§ **Task instructions**: Beginning at the top of the data below, write out every line exactly until you reach the line with "the accent curve)", and include that line.

§ **Stored items**:
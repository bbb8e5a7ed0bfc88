// Copyright (c) 2026 Robert L. Snyder, Sierra Vista, AZ
// Licensed under the MIT License. See LICENSE file in the project root for details.

//! Drum generator with genre templates and Euclidean rhythms.
//!
//! Templates are written on a 16-step bar and wrap for other meters;
//! Euclidean voices are computed for the actual bar length. The accent
//! curve maps metric strength onto the profile's velocity range so strong
//! beats land near the top and weak 16ths near the bottom.

use rand::Rng;
use rand_chacha::ChaCha8Rng;

use super::rhythm::{step_tick, strength_of};
use super::{Generator, GeneratorContext};
use crate::engine::composition::NoteEvent;
use crate::genres::DrumPattern;

/// Standard General MIDI drum notes
pub mod gm_drums {
    pub const KICK: u8 = 36;
    pub const RIM: u8 = 37;
    pub const SNARE: u8 = 38;
    pub const CLAP: u8 = 39;
    pub const CLOSED_HAT: u8 = 42;
    pub const LOW_TOM: u8 = 45;
    pub const OPEN_HAT: u8 = 46;
    pub const MID_TOM: u8 = 47;
    pub const CRASH: u8 = 49;
    pub const HIGH_TOM: u8 = 50;
    pub const RIDE: u8 = 51;
    pub const COWBELL: u8 = 56;
    pub const HIGH_CONGA: u8 = 62;
    pub const LOW_CONGA: u8 = 64;
    pub const CLAVES: u8 = 75;
    pub const SHAKER: u8 = 82;
}

/// Which part of the kit a generator plays
#[derive(Debug, Clone, Copy, PartialEq, Eq)]
enum DrumLayer {
    /// Kick, snare, cymbals
    Kit,
    /// Hand percussion layered on the kit
    Percussion,
}

/// One drum instrument and its step pattern
#[derive(Debug, Clone)]
struct DrumVoice {
    /// MIDI note number
    note: u8,
    /// Hit pattern, wrapped over the bar
    pattern: Vec<bool>,
    /// Probability of each hit playing (0.0 - 1.0)
    probability: f64,
    /// Accent weight (scales the accent curve)
    weight: f64,
    /// Ghost note positions
    ghost_pattern: Vec<bool>,
}

impl DrumVoice {
    fn new(note: u8, steps: &[usize]) -> Self {
        Self {
            note,
            pattern: steps_to_pattern(steps, 16),
            probability: 1.0,
            weight: 1.0,
            ghost_pattern: Vec::new(),
        }
    }

    fn every(note: u8, interval: usize, offset: usize) -> Self {
        let steps: Vec<usize> = (offset..16).step_by(interval.max(1)).collect();
        Self::new(note, &steps)
    }

    fn with_pattern(mut self, pattern: Vec<bool>) -> Self {
        self.pattern = pattern;
        self
    }

    fn with_ghosts(mut self, steps: &[usize]) -> Self {
        self.ghost_pattern = steps_to_pattern(steps, 16);
        self
    }

    fn with_probability(mut self, probability: f64) -> Self {
        self.probability = probability.clamp(0.0, 1.0);
        self
    }

    fn with_weight(mut self, weight: f64) -> Self {
        self.weight = weight;
        self
    }

    fn hits_at(&self, step_in_bar: usize) -> bool {
        !self.pattern.is_empty() && self.pattern[step_in_bar % self.pattern.len()]
    }

    fn ghost_at(&self, step_in_bar: usize) -> bool {
        !self.ghost_pattern.is_empty() && self.ghost_pattern[step_in_bar % self.ghost_pattern.len()]
    }
}

fn steps_to_pattern(steps: &[usize], len: usize) -> Vec<bool> {
    let mut pattern = vec![false; len];
    for &s in steps {
        if s < len {
            pattern[s] = true;
        }
    }
    pattern
}

/// Generate a Euclidean rhythm pattern (Bjorklund's algorithm)
pub fn euclidean(hits: usize, steps: usize) -> Vec<bool> {
    if steps == 0 {
        return vec![];
    }
    if hits >= steps {
        return vec![true; steps];
    }
    if hits == 0 {
        return vec![false; steps];
    }

    let mut pattern = vec![vec![true]; hits];
    let mut remainder = vec![vec![false]; steps - hits];

    while remainder.len() > 1 {
        let min_len = pattern.len().min(remainder.len());
        for i in 0..min_len {
            let tail = remainder[i].clone();
            pattern[i].extend(tail);
        }
        let new_remainder: Vec<Vec<bool>> = if pattern.len() > min_len {
            pattern.drain(min_len..).collect()
        } else {
            remainder.drain(min_len..).collect()
        };
        remainder = new_remainder;
    }

    let mut result: Vec<bool> = pattern.into_iter().flatten().collect();
    for r in remainder {
        result.extend(r);
    }
    result
}

/// Rotate a pattern right by `by` steps
fn rotate(mut pattern: Vec<bool>, by: usize) -> Vec<bool> {
    if !pattern.is_empty() {
        let by = by % pattern.len();
        pattern.rotate_right(by);
    }
    pattern
}

/// Kit voices for a template
fn kit_voices(pattern: DrumPattern, steps_per_bar: usize, density: f64) -> Vec<DrumVoice> {
    use gm_drums::*;

    // Sparse profiles thin the hats to quarter notes
    let hats = if density < 0.35 {
        DrumVoice::every(CLOSED_HAT, 4, 0)
    } else {
        DrumVoice::every(CLOSED_HAT, 2, 0)
    }
    .with_weight(0.7);

    match pattern {
        DrumPattern::FourOnTheFloor => vec![
            DrumVoice::every(KICK, 4, 0),
            DrumVoice::new(CLAP, &[4, 12]),
            DrumVoice::every(OPEN_HAT, 4, 2).with_weight(0.8),
            hats,
        ],
        DrumPattern::Backbeat => vec![
            DrumVoice::new(KICK, &[0, 8, 10]).with_probability(0.95),
            DrumVoice::new(SNARE, &[4, 12]),
            hats,
        ],
        DrumPattern::Breakbeat => vec![
            DrumVoice::new(KICK, &[0, 6, 10]),
            DrumVoice::new(SNARE, &[4, 12]).with_ghosts(&[7, 11]),
            DrumVoice::every(CLOSED_HAT, 1, 0).with_weight(0.6),
        ],
        DrumPattern::Trap => vec![
            DrumVoice::new(KICK, &[0, 7, 11]).with_probability(0.9),
            DrumVoice::new(CLAP, &[8]),
            DrumVoice::every(CLOSED_HAT, 1, 0).with_weight(0.6),
            DrumVoice::new(OPEN_HAT, &[14]).with_probability(0.4),
        ],
        DrumPattern::BoomBap => vec![
            DrumVoice::new(KICK, &[0, 7, 10]),
            DrumVoice::new(SNARE, &[4, 12]).with_ghosts(&[15]),
            hats,
        ],
        DrumPattern::Dembow => vec![
            DrumVoice::every(KICK, 4, 0),
            DrumVoice::new(SNARE, &[3, 6, 11, 14]),
            hats,
        ],
        DrumPattern::Clave => vec![
            DrumVoice::new(KICK, &[0, 8]).with_weight(0.8),
            DrumVoice::new(CLAVES, &[0, 3, 6, 10, 12]),
            DrumVoice::every(COWBELL, 4, 0).with_weight(0.7),
        ],
        DrumPattern::OneDrop => vec![
            DrumVoice::new(KICK, &[8]),
            DrumVoice::new(RIM, &[8]),
            hats,
        ],
        DrumPattern::JazzRide => vec![
            DrumVoice::new(RIDE, &[0, 4, 6, 8, 12, 14]),
            DrumVoice::every(KICK, 4, 0).with_weight(0.35),
            DrumVoice::new(CLOSED_HAT, &[4, 12]).with_weight(0.6),
            DrumVoice::new(SNARE, &[]).with_ghosts(&[6, 11, 14]),
        ],
        DrumPattern::Euclidean => {
            let n = steps_per_bar.max(1);
            let hat_hits = ((n as f64) * (0.3 + 0.5 * density)).round() as usize;
            vec![
                DrumVoice::new(KICK, &[]).with_pattern(euclidean(3.max(n / 5), n)),
                DrumVoice::new(SNARE, &[]).with_pattern(rotate(euclidean(2.max(n / 8), n), n / 4)),
                DrumVoice::new(CLOSED_HAT, &[]).with_pattern(euclidean(hat_hits, n)).with_weight(0.7),
            ]
        }
        DrumPattern::None => Vec::new(),
    }
}

/// Hand-percussion voices for a template
fn percussion_voices(pattern: DrumPattern, steps_per_bar: usize, density: f64) -> Vec<DrumVoice> {
    use gm_drums::*;

    let shaker = DrumVoice::every(SHAKER, if density < 0.5 { 2 } else { 1 }, 0)
        .with_weight(0.5)
        .with_probability(0.9);
    match pattern {
        DrumPattern::None => Vec::new(),
        DrumPattern::Clave => vec![
            DrumVoice::new(CLAVES, &[0, 3, 6, 10, 12]),
            DrumVoice::new(HIGH_CONGA, &[2, 3, 10, 11]).with_weight(0.8),
            DrumVoice::new(LOW_CONGA, &[6, 7, 14, 15]).with_weight(0.9),
            shaker,
        ],
        DrumPattern::Euclidean => {
            let n = steps_per_bar.max(1);
            vec![
                DrumVoice::new(HIGH_CONGA, &[]).with_pattern(euclidean(5.min(n), n)).with_weight(0.8),
                DrumVoice::new(LOW_CONGA, &[]).with_pattern(rotate(euclidean(3.min(n), n), 2)),
                shaker,
            ]
        }
        _ => vec![
            DrumVoice::new(HIGH_CONGA, &[2, 10]).with_weight(0.8),
            DrumVoice::new(LOW_CONGA, &[6, 14]),
            shaker,
        ],
    }
}

/// Drum pattern generator
pub struct DrumGenerator {
    layer: DrumLayer,
    /// Fill every N bars (0 disables fills)
    fill_every_bars: u32,
    /// Probability of a fill when one is due
    fill_probability: f64,
}

impl DrumGenerator {
    /// Generator for the main kit
    pub fn kit() -> Self {
        Self {
            layer: DrumLayer::Kit,
            fill_every_bars: 4,
            fill_probability: 0.5,
        }
    }

    /// Generator for a hand-percussion layer
    pub fn percussion() -> Self {
        Self {
            layer: DrumLayer::Percussion,
            fill_every_bars: 0,
            fill_probability: 0.0,
        }
    }

    /// Accent curve: 0..=1 level from metric strength and voice weight
    fn accent_level(strength: f64, weight: f64, rng: &mut ChaCha8Rng) -> f64 {
        strength.powf(1.5) * weight + rng.gen_range(-0.04..0.04)
    }

    /// Tom run over the last beat of a bar
    fn fill(&self, ctx: &GeneratorContext, bar: u64, rng: &mut ChaCha8Rng) -> Vec<NoteEvent> {
        use gm_drums::*;
        let spb = ctx.steps_per_bar() as u64;
        let tps = ctx.ticks_per_step();
        let toms = [HIGH_TOM, MID_TOM, LOW_TOM, KICK];
        let start = spb.saturating_sub(4);
        (start..spb)
            .enumerate()
            .map(|(i, s)| {
                let step = bar * spb + s;
                let level = 0.6 + 0.1 * i as f64 + rng.gen_range(-0.05..0.05);
                NoteEvent::new(toms[i % toms.len()], ctx.velocity_for(level), step_tick(ctx, step), (tps / 2).max(1))
            })
            .collect()
    }
}

impl Generator for DrumGenerator {
    fn generate(&mut self, ctx: &GeneratorContext, rng: &mut ChaCha8Rng) -> Vec<NoteEvent> {
        let pattern = ctx.profile.drum_pattern;
        let spb = ctx.steps_per_bar() as usize;
        let density = ctx.profile.note_density;
        let voices = match self.layer {
            DrumLayer::Kit => kit_voices(pattern, spb, density),
            DrumLayer::Percussion => percussion_voices(pattern, spb, density),
        };
        if voices.is_empty() {
            return Vec::new();
        }

        let tps = ctx.ticks_per_step();
        let hit_len = (tps / 2).max(1);
        let roll_p = if pattern == DrumPattern::Trap {
            (ctx.profile.syncopation * 0.3).clamp(0.0, 1.0)
        } else {
            0.0
        };
        let mut events = Vec::new();

        for bar in 0..ctx.bars as u64 {
            let fill_due = self.fill_every_bars > 0
                && (bar + 1) % self.fill_every_bars as u64 == 0
                && rng.gen_bool(self.fill_probability);
            let fill_from = if fill_due { spb.saturating_sub(4) } else { spb };

            for s in 0..fill_from {
                let step = bar * spb as u64 + s as u64;
                let tick = step_tick(ctx, step);
                let strength = strength_of(ctx, step);

                for voice in &voices {
                    if voice.hits_at(s) && rng.gen_bool(voice.probability) {
                        let level = Self::accent_level(strength, voice.weight, rng);
                        events.push(NoteEvent::new(voice.note, ctx.velocity_for(level), tick, hit_len));

                        // Trap hi-hat rolls: an extra 32nd inside the step
                        if voice.note == gm_drums::CLOSED_HAT && roll_p > 0.0 && rng.gen_bool(roll_p) {
                            let level = Self::accent_level(0.25, voice.weight, rng);
                            let roll_len = (hit_len / 2).max(1);
                            events.push(NoteEvent::new(voice.note, ctx.velocity_for(level), tick + hit_len, roll_len));
                        }
                    } else if voice.ghost_at(s) {
                        let level = rng.gen_range(0.0..0.1);
                        events.push(NoteEvent::new(voice.note, ctx.velocity_for(level), tick, (hit_len / 2).max(1)));
                    }
                }
            }

            if fill_due {
                events.extend(self.fill(ctx, bar, rng));
            }
        }

        // Crash on the very first downbeat of the kit
        if self.layer == DrumLayer::Kit && pattern != DrumPattern::JazzRide {
            let level = Self::accent_level(1.0, 0.9, rng);
            events.push(NoteEvent::new(gm_drums::CRASH, ctx.velocity_for(level), 0, tps * 4));
        }
        events.sort_by_key(|e| (e.start_tick, e.pitch));
        events
    }

    fn name(&self) -> &str {
        match self.layer {
            DrumLayer::Kit => "drums",
            DrumLayer::Percussion => "percussion",
        }
    }
}
// Copyright (c) 2026 Robert L. Snyder, Sierra Vista, AZ
// Licensed under the MIT License. See LICENSE file in the project root for details.

//! Onset grid shared by the pitched generators.
//!
//! A bar is divided into 16th-note steps. Each step's chance of carrying
//! an onset is the profile's note density weighted by metric strength.
//! Syncopation then displaces a fraction of onsets by whole steps, and
//! swing delays the off-beat 8ths.

use rand::Rng;
use rand_chacha::ChaCha8Rng;

use super::GeneratorContext;
use crate::music::TimeSignature;

/// One onset on the step grid
#[derive(Debug, Clone, Copy, PartialEq)]
pub struct Onset {
    /// Absolute step index from the start of the composition
    pub step: u64,
    /// Start tick including swing delay
    pub tick: u64,
    /// Metric strength of the step (0.25 - 1.0)
    pub strength: f64,
}

/// Metric strength of a step within a bar.
///
/// Downbeat 1.0, other beats 0.75, 8th off-beats 0.5, remaining 16ths 0.25.
/// Compound meters group the 8ths in threes.
pub fn metric_strength(step_in_bar: u32, ts: &TimeSignature) -> f64 {
    if step_in_bar == 0 {
        return 1.0;
    }
    let beat_steps = if ts.is_compound() { 6 } else { ts.steps_per_beat() };
    if step_in_bar % beat_steps == 0 {
        0.75
    } else if step_in_bar % 2 == 0 {
        0.5
    } else {
        0.25
    }
}

/// Swing offset in ticks for a step: off-beat 8ths are delayed by
/// `swing * step / 1.5`.
pub fn swing_offset(step_in_bar: u32, swing: f64, ticks_per_step: u64) -> u64 {
    if swing <= 0.0 || step_in_bar % 4 != 2 {
        return 0;
    }
    (swing.clamp(0.0, 1.0) * ticks_per_step as f64 / 1.5).round() as u64
}

/// Absolute tick of a step with swing applied
pub fn step_tick(ctx: &GeneratorContext, step: u64) -> u64 {
    let tps = ctx.ticks_per_step();
    let in_bar = (step % ctx.steps_per_bar() as u64) as u32;
    step * tps + swing_offset(in_bar, ctx.profile.swing, tps)
}

/// Strength of an absolute step
pub fn strength_of(ctx: &GeneratorContext, step: u64) -> f64 {
    metric_strength((step % ctx.steps_per_bar() as u64) as u32, &ctx.time_signature)
}

/// Build the onset grid for a whole composition.
///
/// `density_scale` lets a generator thin or thicken the grid relative to the
/// profile's note density. The first step of every bar with `force_downbeats`
/// always sounds.
pub fn onset_grid(
    ctx: &GeneratorContext,
    rng: &mut ChaCha8Rng,
    density_scale: f64,
    force_downbeats: bool,
) -> Vec<Onset> {
    let density = (ctx.profile.note_density * density_scale).clamp(0.0, 1.0);
    let syncopation = ctx.profile.syncopation.clamp(0.0, 1.0);
    let total = ctx.total_steps();
    let spb = ctx.steps_per_bar() as u64;

    let mut steps: Vec<u64> = Vec::new();
    for step in 0..total {
        let strength = strength_of(ctx, step);
        let p = (density * (0.35 + 0.65 * strength) * 1.2).clamp(0.0, 1.0);
        let forced = force_downbeats && step % spb == 0;
        // Draw even when forced so the stream stays aligned across densities
        let roll = rng.gen::<f64>();
        if forced || roll < p {
            steps.push(step);
        }
    }

    // Displace a syncopation fraction of onsets by whole steps
    for step in steps.iter_mut() {
        if syncopation > 0.0 && rng.gen_bool(syncopation * 0.5) {
            let moved = match rng.gen_range(0..3) {
                0 => step.checked_sub(1),
                1 => Some(*step + 1),
                _ => Some(*step + 2),
            };
            if let Some(moved) = moved.filter(|&s| s < total) {
                *step = moved;
            }
        }
    }
    steps.sort_unstable();
    steps.dedup();

    steps
        .into_iter()
        .map(|step| Onset {
            step,
            tick: step_tick(ctx, step),
            strength: strength_of(ctx, step),
        })
        .collect()
}

/// Gap in ticks from each onset to the next (or to `end` for the last one)
pub fn gaps(onsets: &[Onset], end: u64) -> Vec<u64> {
    onsets
        .iter()
        .enumerate()
        .map(|(i, o)| {
            let next = onsets.get(i + 1).map(|n| n.tick).unwrap_or(end);
            next.saturating_sub(o.tick)
        })
        .collect()
}

#[cfg(test)]
mod tests {
    use super::super::test_support::with_context;
    use super::*;
    use rand::SeedableRng;

    #[test]
    fn test_metric_strength_common_time() {
        let ts = TimeSignature::COMMON;
        assert_eq!(metric_strength(0, &ts), 1.0);
        assert_eq!(metric_strength(4, &ts), 0.75);
        assert_eq!(metric_strength(2, &ts), 0.5);
        assert_eq!(metric_strength(3, &ts), 0.25);
    }

    #[test]
    fn test_metric_strength_compound() {
        let ts = TimeSignature::new(6, 8).unwrap();
        assert_eq!(metric_strength(6, &ts), 0.75);
        assert_eq!(metric_strength(4, &ts), 0.5);
    }

    #[test]
    fn test_swing_offset() {
        assert_eq!(swing_offset(2, 0.0, 120), 0);
        assert_eq!(swing_offset(2, 0.75, 120), 60);
        assert_eq!(swing_offset(4, 0.75, 120), 0);
        assert_eq!(swing_offset(1, 1.0, 120), 0);
    }

    #[test]
    fn test_onset_grid_is_sorted_and_in_range() {
        with_context("funk", |ctx| {
            let mut rng = ChaCha8Rng::seed_from_u64(3);
            let onsets = onset_grid(ctx, &mut rng, 1.0, true);
            assert!(!onsets.is_empty());
            for pair in onsets.windows(2) {
                assert!(pair[0].step < pair[1].step);
            }
            assert!(onsets.iter().all(|o| o.tick < ctx.length_ticks()));
        });
    }

    #[test]
    fn test_onset_grid_deterministic() {
        with_context("salsa", |ctx| {
            let a = onset_grid(ctx, &mut ChaCha8Rng::seed_from_u64(9), 1.0, false);
            let b = onset_grid(ctx, &mut ChaCha8Rng::seed_from_u64(9), 1.0, false);
            assert_eq!(a, b);
        });
    }

    #[test]
    fn test_gaps() {
        let onsets = [
            Onset { step: 0, tick: 0, strength: 1.0 },
            Onset { step: 4, tick: 480, strength: 0.75 },
        ];
        assert_eq!(gaps(&onsets, 1920), vec![480, 1440]);
    }
}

§ **Exercise response**:
repository bbb8e5a7ed0bfc88
// Copyright (c) 2026 Robert L. Snyder, Sierra Vista, AZ
// Licensed under the MIT License. See LICENSE file in the project root for details.

//! Drum generator with genre templates and Euclidean rhythms.
//!
//! Templates are written on a 16-step bar and wrap for other meters;
//! Euclidean voices are computed for the actual bar length. The accent
//! curve maps metric strength onto the profile's velocity range so strong
//! beats land near the top and weak 16ths near the bottom.

use rand::Rng;
use rand_chacha::ChaCha8Rng;

use super::rhythm::{step_tick, strength_of};
use super::{Generator, GeneratorContext};
use crate::engine::composition::NoteEvent;
use crate::genres::DrumPattern;

/// Standard General MIDI drum notes
pub mod gm_drums {
    pub const KICK: u8 = 36;
    pub const RIM: u8 = 37;
    pub const SNARE: u8 = 38;
    pub const CLAP: u8 = 39;
    pub const CLOSED_HAT: u8 = 42;
    pub const LOW_TOM: u8 = 45;
    pub const OPEN_HAT: u8 = 46;
    pub const MID_TOM: u8 = 47;
    pub const CRASH: u8 = 49;
    pub const HIGH_TOM: u8 = 50;
    pub const RIDE: u8 = 51;
    pub const COWBELL: u8 = 56;
    pub const HIGH_CONGA: u8 = 62;
    pub const LOW_CONGA: u8 = 64;
    pub const CLAVES: u8 = 75;
    pub const SHAKER: u8 = 82;
}

/// Which part of the kit a generator plays
#[derive(Debug, Clone, Copy, PartialEq, Eq)]
enum DrumLayer {
    /// Kick, snare, cymbals
    Kit,
    /// Hand percussion layered on the kit
    Percussion,
}

/// One drum instrument and its step pattern
#[derive(Debug, Clone)]
struct DrumVoice {
    /// MIDI note number
    note: u8,
    /// Hit pattern, wrapped over the bar
    pattern: Vec<bool>,
    /// Probability of each hit playing (0.0 - 1.0)
    probability: f64,
    /// Accent weight (scales the accent curve)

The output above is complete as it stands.